Reproductive success is measured primarily by pigs produced per sow per year and is dependent upon both farrowing rate and litter size. In order to achieve optimal reproductive rates, both the anatomical and physiological workings of the reproductive system must function properly. A basic understanding of the anatomical and physiological function of the female pig reproductive system can aid producers in anticipating and troubleshooting reproductive problems, and in facilitating decisions which impact performance of the breeding herd. This article introduces the reader to the anatomy and physiology of female reproduction and how this acts to enhance or inhibit performance.

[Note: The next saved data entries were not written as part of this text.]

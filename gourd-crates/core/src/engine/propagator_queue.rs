use std::collections::VecDeque;

use super::propagator_id::PropagatorId;
use crate::containers::KeyedVec;
use crate::gourd_assert_moderate;
use crate::propagators::Priority;

/// The propagators waiting to run, one FIFO bucket per [`Priority`]. A propagator is enqueued at
/// most once.
#[derive(Debug, Clone)]
pub(crate) struct PropagatorQueue {
    queues: Vec<VecDeque<PropagatorId>>,
    is_enqueued: KeyedVec<PropagatorId, bool>,
    num_enqueued: usize,
}

impl Default for PropagatorQueue {
    fn default() -> Self {
        PropagatorQueue {
            queues: vec![VecDeque::new(); Priority::NUM_LEVELS],
            is_enqueued: KeyedVec::default(),
            num_enqueued: 0,
        }
    }
}

impl PropagatorQueue {
    pub(crate) fn is_empty(&self) -> bool {
        self.num_enqueued == 0
    }

    pub(crate) fn enqueue_propagator(&mut self, propagator_id: PropagatorId, priority: Priority) {
        if self.is_propagator_enqueued(propagator_id) {
            return;
        }

        self.is_enqueued.accommodate(propagator_id, false);
        self.is_enqueued[propagator_id] = true;
        self.num_enqueued += 1;
        self.queues[priority as usize].push_back(propagator_id);
    }

    /// Takes the oldest propagator of the most urgent non-empty bucket.
    pub(crate) fn pop(&mut self) -> Option<PropagatorId> {
        let propagator_id = self.queues.iter_mut().find_map(VecDeque::pop_front)?;

        gourd_assert_moderate!(self.is_enqueued[propagator_id]);
        self.is_enqueued[propagator_id] = false;
        self.num_enqueued -= 1;

        Some(propagator_id)
    }

    pub(crate) fn clear(&mut self) {
        for queue in self.queues.iter_mut() {
            queue.clear();
        }
        for is_propagator_enqueued in self.is_enqueued.iter_mut() {
            *is_propagator_enqueued = false;
        }
        self.num_enqueued = 0;
    }

    pub(crate) fn is_propagator_enqueued(&self, propagator_id: PropagatorId) -> bool {
        self.is_enqueued
            .get(propagator_id)
            .copied()
            .unwrap_or_default()
    }
}

#[cfg(test)]
mod tests {
    use super::*;

    #[test]
    fn higher_priorities_are_popped_first() {
        let mut queue = PropagatorQueue::default();

        queue.enqueue_propagator(PropagatorId(1), Priority::High);
        queue.enqueue_propagator(PropagatorId(0), Priority::Medium);
        queue.enqueue_propagator(PropagatorId(3), Priority::VeryLow);
        queue.enqueue_propagator(PropagatorId(4), Priority::Low);

        assert_eq!(Some(PropagatorId(1)), queue.pop());
        assert_eq!(Some(PropagatorId(0)), queue.pop());
        assert_eq!(Some(PropagatorId(4)), queue.pop());
        assert_eq!(Some(PropagatorId(3)), queue.pop());
        assert_eq!(None, queue.pop());
    }

    #[test]
    fn propagators_are_enqueued_once() {
        let mut queue = PropagatorQueue::default();

        queue.enqueue_propagator(PropagatorId(2), Priority::Low);
        queue.enqueue_propagator(PropagatorId(2), Priority::Low);

        assert_eq!(Some(PropagatorId(2)), queue.pop());
        assert!(queue.is_empty());
    }

    #[test]
    fn clearing_allows_enqueueing_again() {
        let mut queue = PropagatorQueue::default();
        queue.enqueue_propagator(PropagatorId(0), Priority::High);

        queue.clear();

        assert!(queue.is_empty());
        assert!(!queue.is_propagator_enqueued(PropagatorId(0)));
        queue.enqueue_propagator(PropagatorId(0), Priority::High);
        assert_eq!(Some(PropagatorId(0)), queue.pop());
    }
}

The Female Reproductive Tract

General Parts and Support

The female reproductive tract is composed of paired right and left ovaries, oviducts, and uterine horns (Figure 1). It contains only a single cervix, vagina and vulva (external genitalia). Collectively, these structures are supported by the broad ligament and hang loosely suspended below the rectum in the both pelvic canal and lower abdomen. The broad ligament is made of tough connective tissue, attaching near the point of the spine, and running continuously with the inner most layer of the abdominal cavity. Many of the blood vessels and nerves travel through this large piece tissue in order to supply the reproductive tract with blood, hormones and neural stimuli. In prepubertal gilts, the ligament is short, paper thin, and almost transparent. However, in late pregnancy it becomes very long as it stretches and thickens in order to support the increasing weight of the pregnant reproductive tract.

The Ovary

Follicle Development

The ovary of the pig is primarily important because it is the source for both reproductive hormones and eggs. The ovary is particularly responsive to important hormones that are released from other organs, especially those of the pituitary. The pituitary is located near the base of the brain and is the source of Follicle Stimulating Hormone (FSH) and Luteinizing Hormone (LH). It is these two hormones which are responsible for initiating and stimulating the ovary to become active in order to begin reproduction. Note: PG600Ò is an approved drug for stimulating estrus in gilts and is very close in structure and function to FSH and LH. FSH causes many small follicles (< 3 mm in diameter) to grow into medium sized follicles (3 - 6.5 mm). These follicles appear as small, blister-like structures on the surface of the ovary (Figure 1). Each follicle contains an egg and produces considerable amounts of steroid hormones, most notably, estrogen. The other pituitary hormone, LH, is important for the continued growth of the medium sized follicles into large follicles, which are responsible for releasing the egg at estrus. As the follicles grow, the egg inside the follicle also begins to mature as estrogen levels inside the follicle become very high. This elevated follicle estrogen ultimately leads to increased estrogen levels in the blood. When the blood concentrations of estrogen become high enough, the female shows signs of estrus and eventually stands for the back pressure test in the presence of a boar.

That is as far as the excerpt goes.